▸ **Material for this task**:
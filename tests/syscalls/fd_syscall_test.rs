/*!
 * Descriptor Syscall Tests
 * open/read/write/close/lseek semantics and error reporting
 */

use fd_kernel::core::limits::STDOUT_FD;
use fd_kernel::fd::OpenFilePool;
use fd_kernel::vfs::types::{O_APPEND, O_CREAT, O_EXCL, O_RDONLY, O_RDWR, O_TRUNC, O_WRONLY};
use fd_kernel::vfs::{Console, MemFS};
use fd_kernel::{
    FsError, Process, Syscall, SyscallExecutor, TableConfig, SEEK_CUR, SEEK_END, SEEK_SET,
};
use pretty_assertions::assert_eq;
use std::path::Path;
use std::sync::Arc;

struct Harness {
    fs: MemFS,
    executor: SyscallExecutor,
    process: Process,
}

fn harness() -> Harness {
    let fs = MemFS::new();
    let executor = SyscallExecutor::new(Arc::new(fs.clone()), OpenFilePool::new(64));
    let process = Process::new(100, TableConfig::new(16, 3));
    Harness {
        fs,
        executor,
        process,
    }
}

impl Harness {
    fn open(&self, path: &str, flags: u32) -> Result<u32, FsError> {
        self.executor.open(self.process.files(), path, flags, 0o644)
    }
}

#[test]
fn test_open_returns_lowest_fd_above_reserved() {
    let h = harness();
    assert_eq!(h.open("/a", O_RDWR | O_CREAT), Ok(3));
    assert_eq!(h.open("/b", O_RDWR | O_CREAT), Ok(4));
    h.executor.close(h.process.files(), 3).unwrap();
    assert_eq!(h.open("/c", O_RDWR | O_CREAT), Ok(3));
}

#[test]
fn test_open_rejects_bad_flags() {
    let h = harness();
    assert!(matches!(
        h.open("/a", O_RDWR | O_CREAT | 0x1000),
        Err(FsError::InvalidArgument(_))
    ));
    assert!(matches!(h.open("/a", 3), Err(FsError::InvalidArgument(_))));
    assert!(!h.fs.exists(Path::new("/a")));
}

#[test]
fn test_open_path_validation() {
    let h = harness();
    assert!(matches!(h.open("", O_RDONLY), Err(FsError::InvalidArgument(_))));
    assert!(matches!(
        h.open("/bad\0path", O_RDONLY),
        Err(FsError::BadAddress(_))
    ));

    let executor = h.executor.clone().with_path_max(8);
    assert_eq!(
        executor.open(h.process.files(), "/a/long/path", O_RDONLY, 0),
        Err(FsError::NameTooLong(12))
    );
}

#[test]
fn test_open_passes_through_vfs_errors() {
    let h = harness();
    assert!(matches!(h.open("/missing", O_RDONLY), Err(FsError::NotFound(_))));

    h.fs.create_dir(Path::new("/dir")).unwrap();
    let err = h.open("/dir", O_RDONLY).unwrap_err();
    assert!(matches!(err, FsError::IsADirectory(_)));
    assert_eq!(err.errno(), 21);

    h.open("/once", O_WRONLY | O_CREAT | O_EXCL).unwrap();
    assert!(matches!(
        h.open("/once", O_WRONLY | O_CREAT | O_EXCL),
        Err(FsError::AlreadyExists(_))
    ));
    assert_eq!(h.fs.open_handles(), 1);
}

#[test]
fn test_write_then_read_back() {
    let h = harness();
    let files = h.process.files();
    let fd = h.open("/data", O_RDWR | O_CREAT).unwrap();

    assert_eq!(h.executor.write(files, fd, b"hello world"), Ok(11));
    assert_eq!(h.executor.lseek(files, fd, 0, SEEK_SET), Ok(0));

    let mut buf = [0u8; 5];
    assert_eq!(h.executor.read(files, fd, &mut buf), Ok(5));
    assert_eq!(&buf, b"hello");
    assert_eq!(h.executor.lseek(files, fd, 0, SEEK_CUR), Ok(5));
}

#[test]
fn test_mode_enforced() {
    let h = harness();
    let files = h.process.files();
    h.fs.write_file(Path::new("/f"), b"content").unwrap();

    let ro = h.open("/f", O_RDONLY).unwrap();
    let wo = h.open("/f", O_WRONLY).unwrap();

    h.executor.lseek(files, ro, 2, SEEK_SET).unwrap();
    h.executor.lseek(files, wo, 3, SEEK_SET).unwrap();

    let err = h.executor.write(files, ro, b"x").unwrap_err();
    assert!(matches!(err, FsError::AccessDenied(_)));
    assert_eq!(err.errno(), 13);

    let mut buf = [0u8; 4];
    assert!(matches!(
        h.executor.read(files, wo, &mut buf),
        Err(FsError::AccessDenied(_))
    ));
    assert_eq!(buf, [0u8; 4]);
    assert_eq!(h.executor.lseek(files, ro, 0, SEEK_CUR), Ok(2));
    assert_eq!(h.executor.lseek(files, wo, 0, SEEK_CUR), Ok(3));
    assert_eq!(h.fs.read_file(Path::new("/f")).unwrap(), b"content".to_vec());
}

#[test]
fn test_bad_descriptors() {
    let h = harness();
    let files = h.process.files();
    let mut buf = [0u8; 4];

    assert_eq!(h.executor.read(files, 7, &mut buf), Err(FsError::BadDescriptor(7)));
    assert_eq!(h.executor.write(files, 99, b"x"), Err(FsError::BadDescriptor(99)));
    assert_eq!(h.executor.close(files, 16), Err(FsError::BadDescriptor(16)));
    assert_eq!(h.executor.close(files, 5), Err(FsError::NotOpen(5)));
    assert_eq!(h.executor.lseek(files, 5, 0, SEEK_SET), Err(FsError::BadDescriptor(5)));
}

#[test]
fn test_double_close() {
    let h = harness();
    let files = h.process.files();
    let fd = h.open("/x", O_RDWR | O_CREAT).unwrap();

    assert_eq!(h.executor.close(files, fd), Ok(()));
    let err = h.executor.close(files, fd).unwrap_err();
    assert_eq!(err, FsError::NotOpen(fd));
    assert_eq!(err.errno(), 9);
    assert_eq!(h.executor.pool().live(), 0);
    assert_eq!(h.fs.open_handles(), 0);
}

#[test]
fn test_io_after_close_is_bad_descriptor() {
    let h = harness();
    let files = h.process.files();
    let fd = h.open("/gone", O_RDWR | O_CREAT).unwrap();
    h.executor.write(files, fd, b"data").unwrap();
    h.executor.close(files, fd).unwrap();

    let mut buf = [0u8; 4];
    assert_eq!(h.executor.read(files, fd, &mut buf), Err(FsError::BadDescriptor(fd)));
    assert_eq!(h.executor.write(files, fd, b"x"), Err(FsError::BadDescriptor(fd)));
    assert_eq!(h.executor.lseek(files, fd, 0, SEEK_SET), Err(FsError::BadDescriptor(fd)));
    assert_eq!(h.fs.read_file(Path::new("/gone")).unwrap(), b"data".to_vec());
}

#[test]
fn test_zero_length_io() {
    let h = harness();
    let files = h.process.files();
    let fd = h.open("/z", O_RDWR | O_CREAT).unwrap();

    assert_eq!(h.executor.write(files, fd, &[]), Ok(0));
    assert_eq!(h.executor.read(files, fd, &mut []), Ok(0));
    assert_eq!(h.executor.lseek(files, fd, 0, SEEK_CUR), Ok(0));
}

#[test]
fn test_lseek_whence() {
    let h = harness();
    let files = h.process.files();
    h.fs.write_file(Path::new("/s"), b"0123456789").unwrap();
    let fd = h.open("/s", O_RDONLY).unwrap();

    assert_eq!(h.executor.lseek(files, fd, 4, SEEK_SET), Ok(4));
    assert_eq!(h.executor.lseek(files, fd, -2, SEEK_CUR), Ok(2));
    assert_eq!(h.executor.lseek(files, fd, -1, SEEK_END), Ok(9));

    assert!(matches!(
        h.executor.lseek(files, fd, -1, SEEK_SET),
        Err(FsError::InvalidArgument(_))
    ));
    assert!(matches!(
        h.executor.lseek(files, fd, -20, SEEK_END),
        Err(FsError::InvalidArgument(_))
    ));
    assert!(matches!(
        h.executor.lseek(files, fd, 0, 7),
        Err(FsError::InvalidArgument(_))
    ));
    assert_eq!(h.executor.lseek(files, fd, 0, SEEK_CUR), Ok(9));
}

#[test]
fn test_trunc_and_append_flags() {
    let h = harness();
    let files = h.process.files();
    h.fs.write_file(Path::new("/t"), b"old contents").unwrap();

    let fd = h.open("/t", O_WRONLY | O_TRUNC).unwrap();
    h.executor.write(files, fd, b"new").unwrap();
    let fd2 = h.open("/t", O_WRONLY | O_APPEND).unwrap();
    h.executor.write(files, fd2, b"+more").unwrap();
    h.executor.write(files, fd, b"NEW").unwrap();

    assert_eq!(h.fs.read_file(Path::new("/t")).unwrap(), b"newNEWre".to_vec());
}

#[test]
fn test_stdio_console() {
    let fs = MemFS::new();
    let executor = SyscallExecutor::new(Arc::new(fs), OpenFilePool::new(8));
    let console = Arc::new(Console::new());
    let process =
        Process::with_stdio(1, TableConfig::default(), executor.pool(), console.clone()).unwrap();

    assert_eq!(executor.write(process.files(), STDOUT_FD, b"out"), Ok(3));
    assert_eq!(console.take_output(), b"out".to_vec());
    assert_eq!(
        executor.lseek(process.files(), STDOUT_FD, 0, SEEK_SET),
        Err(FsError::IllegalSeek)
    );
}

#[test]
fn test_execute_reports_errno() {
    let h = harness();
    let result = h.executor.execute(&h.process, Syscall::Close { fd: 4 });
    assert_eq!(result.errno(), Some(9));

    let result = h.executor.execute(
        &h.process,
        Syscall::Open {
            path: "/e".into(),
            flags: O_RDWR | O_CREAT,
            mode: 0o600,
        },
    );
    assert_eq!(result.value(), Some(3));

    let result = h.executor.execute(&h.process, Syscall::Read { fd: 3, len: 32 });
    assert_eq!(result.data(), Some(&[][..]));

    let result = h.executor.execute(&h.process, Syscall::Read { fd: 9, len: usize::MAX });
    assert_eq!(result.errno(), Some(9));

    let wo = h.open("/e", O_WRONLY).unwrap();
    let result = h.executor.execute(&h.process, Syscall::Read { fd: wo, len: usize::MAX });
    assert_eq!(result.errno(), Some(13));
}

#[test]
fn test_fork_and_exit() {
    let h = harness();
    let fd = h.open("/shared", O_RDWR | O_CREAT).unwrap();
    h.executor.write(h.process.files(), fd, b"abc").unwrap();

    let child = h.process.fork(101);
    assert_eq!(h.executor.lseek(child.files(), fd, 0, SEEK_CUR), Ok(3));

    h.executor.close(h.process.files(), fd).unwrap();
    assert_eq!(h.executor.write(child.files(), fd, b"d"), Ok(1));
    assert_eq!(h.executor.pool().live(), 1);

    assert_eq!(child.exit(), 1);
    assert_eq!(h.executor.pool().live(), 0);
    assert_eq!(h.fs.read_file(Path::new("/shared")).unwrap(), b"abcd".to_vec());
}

==

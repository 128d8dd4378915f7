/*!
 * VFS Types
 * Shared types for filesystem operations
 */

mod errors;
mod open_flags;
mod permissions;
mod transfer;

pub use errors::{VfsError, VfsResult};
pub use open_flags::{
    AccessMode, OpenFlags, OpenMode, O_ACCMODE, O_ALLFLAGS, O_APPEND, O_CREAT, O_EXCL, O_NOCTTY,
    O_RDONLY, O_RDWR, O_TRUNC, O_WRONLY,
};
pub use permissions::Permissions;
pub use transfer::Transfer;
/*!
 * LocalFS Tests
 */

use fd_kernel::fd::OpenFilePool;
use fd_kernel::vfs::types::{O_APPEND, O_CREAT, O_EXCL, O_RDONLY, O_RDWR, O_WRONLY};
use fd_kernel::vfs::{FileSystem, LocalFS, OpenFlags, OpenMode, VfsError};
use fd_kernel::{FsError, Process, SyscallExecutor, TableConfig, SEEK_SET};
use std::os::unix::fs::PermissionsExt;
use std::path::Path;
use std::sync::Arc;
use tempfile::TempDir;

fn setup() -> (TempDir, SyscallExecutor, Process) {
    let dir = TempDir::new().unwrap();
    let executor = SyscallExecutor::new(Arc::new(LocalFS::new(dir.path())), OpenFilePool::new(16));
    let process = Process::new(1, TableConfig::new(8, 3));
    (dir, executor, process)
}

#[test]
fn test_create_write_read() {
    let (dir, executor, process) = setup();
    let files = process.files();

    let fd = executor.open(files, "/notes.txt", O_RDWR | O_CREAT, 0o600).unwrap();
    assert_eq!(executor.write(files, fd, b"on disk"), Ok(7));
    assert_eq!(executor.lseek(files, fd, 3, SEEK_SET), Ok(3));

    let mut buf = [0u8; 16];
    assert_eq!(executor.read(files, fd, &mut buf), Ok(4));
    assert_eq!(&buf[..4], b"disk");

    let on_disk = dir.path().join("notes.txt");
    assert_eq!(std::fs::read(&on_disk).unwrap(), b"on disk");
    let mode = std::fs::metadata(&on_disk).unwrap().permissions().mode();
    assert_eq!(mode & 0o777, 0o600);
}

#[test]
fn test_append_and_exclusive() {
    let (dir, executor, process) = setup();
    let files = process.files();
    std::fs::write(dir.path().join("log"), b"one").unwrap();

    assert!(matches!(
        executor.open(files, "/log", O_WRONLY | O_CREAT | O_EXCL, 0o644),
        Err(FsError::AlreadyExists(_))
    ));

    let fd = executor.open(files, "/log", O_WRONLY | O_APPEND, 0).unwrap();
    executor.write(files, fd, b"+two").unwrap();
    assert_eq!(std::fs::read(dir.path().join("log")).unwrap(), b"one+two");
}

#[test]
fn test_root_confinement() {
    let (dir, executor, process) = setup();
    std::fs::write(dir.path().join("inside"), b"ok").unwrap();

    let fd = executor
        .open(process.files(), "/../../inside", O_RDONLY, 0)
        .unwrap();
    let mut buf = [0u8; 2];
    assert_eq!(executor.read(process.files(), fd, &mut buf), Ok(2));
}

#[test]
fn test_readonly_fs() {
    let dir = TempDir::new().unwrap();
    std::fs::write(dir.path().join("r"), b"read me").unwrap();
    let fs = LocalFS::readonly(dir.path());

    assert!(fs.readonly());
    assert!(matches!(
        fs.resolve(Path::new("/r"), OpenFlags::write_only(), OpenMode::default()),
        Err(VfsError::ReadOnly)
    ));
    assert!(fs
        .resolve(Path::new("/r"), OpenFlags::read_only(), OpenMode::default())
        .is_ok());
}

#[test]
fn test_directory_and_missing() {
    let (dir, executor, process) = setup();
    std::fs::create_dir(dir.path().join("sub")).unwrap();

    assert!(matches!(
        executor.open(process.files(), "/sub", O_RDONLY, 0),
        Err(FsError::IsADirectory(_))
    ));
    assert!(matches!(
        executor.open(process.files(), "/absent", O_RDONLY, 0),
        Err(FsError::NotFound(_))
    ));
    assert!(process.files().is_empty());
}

* * *

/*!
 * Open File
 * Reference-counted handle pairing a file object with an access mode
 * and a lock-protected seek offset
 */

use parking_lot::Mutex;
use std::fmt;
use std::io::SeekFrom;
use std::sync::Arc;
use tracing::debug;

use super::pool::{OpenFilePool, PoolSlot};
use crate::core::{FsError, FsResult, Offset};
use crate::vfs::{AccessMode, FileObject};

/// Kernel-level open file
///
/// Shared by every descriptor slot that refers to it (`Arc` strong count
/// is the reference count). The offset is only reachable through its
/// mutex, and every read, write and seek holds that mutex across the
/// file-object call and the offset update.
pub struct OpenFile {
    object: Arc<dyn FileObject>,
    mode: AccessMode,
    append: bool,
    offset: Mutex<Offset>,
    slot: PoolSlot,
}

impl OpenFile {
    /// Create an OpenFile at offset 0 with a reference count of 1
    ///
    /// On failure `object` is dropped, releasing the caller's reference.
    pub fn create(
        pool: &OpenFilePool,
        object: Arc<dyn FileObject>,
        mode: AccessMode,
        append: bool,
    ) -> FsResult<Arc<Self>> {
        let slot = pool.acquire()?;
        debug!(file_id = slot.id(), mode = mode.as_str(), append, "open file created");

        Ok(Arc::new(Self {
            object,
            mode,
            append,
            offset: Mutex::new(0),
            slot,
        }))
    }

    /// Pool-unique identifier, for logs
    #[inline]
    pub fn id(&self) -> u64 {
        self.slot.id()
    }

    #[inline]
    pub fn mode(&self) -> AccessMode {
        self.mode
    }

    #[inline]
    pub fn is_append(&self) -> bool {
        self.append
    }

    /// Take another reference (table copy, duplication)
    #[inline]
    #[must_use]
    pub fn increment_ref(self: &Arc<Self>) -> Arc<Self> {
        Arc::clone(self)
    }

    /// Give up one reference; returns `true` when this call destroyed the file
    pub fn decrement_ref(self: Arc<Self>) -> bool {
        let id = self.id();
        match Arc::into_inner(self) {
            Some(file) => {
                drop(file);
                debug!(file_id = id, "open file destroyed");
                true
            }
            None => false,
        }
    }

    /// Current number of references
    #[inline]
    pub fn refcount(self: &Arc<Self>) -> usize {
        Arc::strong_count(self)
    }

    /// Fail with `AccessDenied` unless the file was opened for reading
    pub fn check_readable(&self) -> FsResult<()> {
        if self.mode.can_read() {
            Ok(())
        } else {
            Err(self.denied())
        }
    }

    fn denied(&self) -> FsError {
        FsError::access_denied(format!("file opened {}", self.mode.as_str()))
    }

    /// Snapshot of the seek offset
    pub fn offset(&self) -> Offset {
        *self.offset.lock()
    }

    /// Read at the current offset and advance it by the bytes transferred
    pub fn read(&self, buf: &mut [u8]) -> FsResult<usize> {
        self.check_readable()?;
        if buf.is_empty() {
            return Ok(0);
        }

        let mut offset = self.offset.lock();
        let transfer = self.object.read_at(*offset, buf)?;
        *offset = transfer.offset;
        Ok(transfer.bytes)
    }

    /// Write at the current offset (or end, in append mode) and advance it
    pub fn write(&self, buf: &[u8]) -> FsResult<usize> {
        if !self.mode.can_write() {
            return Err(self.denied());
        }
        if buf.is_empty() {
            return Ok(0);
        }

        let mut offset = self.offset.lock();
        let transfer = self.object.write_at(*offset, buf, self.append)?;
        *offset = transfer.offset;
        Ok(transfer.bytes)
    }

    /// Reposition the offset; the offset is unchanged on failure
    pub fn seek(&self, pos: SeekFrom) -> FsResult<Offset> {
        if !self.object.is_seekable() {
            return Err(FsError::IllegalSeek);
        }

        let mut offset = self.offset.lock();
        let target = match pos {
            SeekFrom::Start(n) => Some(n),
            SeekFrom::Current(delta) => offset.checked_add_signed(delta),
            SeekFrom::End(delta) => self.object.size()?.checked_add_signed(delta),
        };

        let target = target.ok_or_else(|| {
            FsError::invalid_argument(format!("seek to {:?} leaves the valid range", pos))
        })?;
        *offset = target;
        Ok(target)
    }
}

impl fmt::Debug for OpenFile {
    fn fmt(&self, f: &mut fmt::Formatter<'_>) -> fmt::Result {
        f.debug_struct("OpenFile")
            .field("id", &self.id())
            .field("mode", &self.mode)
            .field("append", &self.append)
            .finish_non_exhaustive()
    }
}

▸ **Problem to work on**: Sift the data above for lines with "child", then copy each one.

▸ **Task response**:
    let child = h.process.fork(101);
    assert_eq!(h.executor.lseek(child.files(), fd, 0, SEEK_CUR), Ok(3));
    assert_eq!(h.executor.write(child.files(), fd, b"d"), Ok(1));
    assert_eq!(child.exit(), 1);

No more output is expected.